▶ _Assignment_
The word "SpeciesGroupRow" marks the lines to find; copy every such line from the data below.

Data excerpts
▼

//! Species representation per taxonomic group.

use std::io;

use serde::Serialize;

use crate::reader::read_records;

/// Summary row appended by the publisher; not a group.
pub const TOTAL_ROW: &str = "Total";

/// Counts are kept as published; the database loader parses them.
#[derive(Debug, Clone, Serialize, PartialEq)]
pub struct SpeciesGroupRow {
    pub name: String,
    pub count_argentina: String,
    pub count_protected: String,
    pub percentage: String,
}

pub fn parse_species_groups(text: &str) -> anyhow::Result<Vec<SpeciesGroupRow>> {
    let rows = read_records(text)?
        .iter()
        .filter(|r| r.get(0) != Some(TOTAL_ROW))
        .map(|r| SpeciesGroupRow {
            name: r[0].to_string(),
            count_argentina: r[1].to_string(),
            count_protected: r[2].to_string(),
            percentage: r
                .get(3)
                .filter(|p| !p.is_empty())
                .unwrap_or("0")
                .to_string(),
        })
        .collect();
    Ok(rows)
}

/// Write `name,count_argentina,count_protected,percentage`.
pub fn write_species_groups<W: io::Write>(rows: &[SpeciesGroupRow], out: W) -> anyhow::Result<()> {
    let mut wtr = csv::Writer::from_writer(out);
    for row in rows {
        wtr.serialize(row)?;
    }
    wtr.flush()?;
    Ok(())
}

#[cfg(test)]
mod tests {
    use super::*;

    #[test]
    fn skips_total_and_defaults_percentage() {
        let text = "\"grupo\";\"especies en argentina\";\"especies en APN\";\"porcentaje\"\n\
                    \"Aves\";\"1000\";\"800\";\"80,0\"\n\
                    \"Peces\";\"500\";\"120\"\n\
                    \"Total\";\"1500\";\"920\";\"61,3\"\n";
        let rows = parse_species_groups(text).unwrap();
        assert_eq!(rows.len(), 2);
        assert_eq!(rows[0].name, "Aves");
        assert_eq!(rows[0].percentage, "80,0");
        assert_eq!(rows[1].count_protected, "120");
        assert_eq!(rows[1].percentage, "0");
    }

    #[test]
    fn output_column_order() {
        let rows = vec![SpeciesGroupRow {
            name: "Aves".into(),
            count_argentina: "1000".into(),
            count_protected: "800".into(),
            percentage: "80,0".into(),
        }];
        let mut out = Vec::new();
        write_species_groups(&rows, &mut out).unwrap();
        assert_eq!(
            String::from_utf8(out).unwrap(),
            "name,count_argentina,count_protected,percentage\nAves,1000,800,\"80,0\"\n"
        );
    }
}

▲

▶ _Solution to the exercise_
pub struct SpeciesGroupRow {
pub fn parse_species_groups(text: &str) -> anyhow::Result<Vec<SpeciesGroupRow>> {
        .map(|r| SpeciesGroupRow {
pub fn write_species_groups<W: io::Write>(rows: &[SpeciesGroupRow], out: W) -> anyhow::Result<()> {
        let rows = vec![SpeciesGroupRow {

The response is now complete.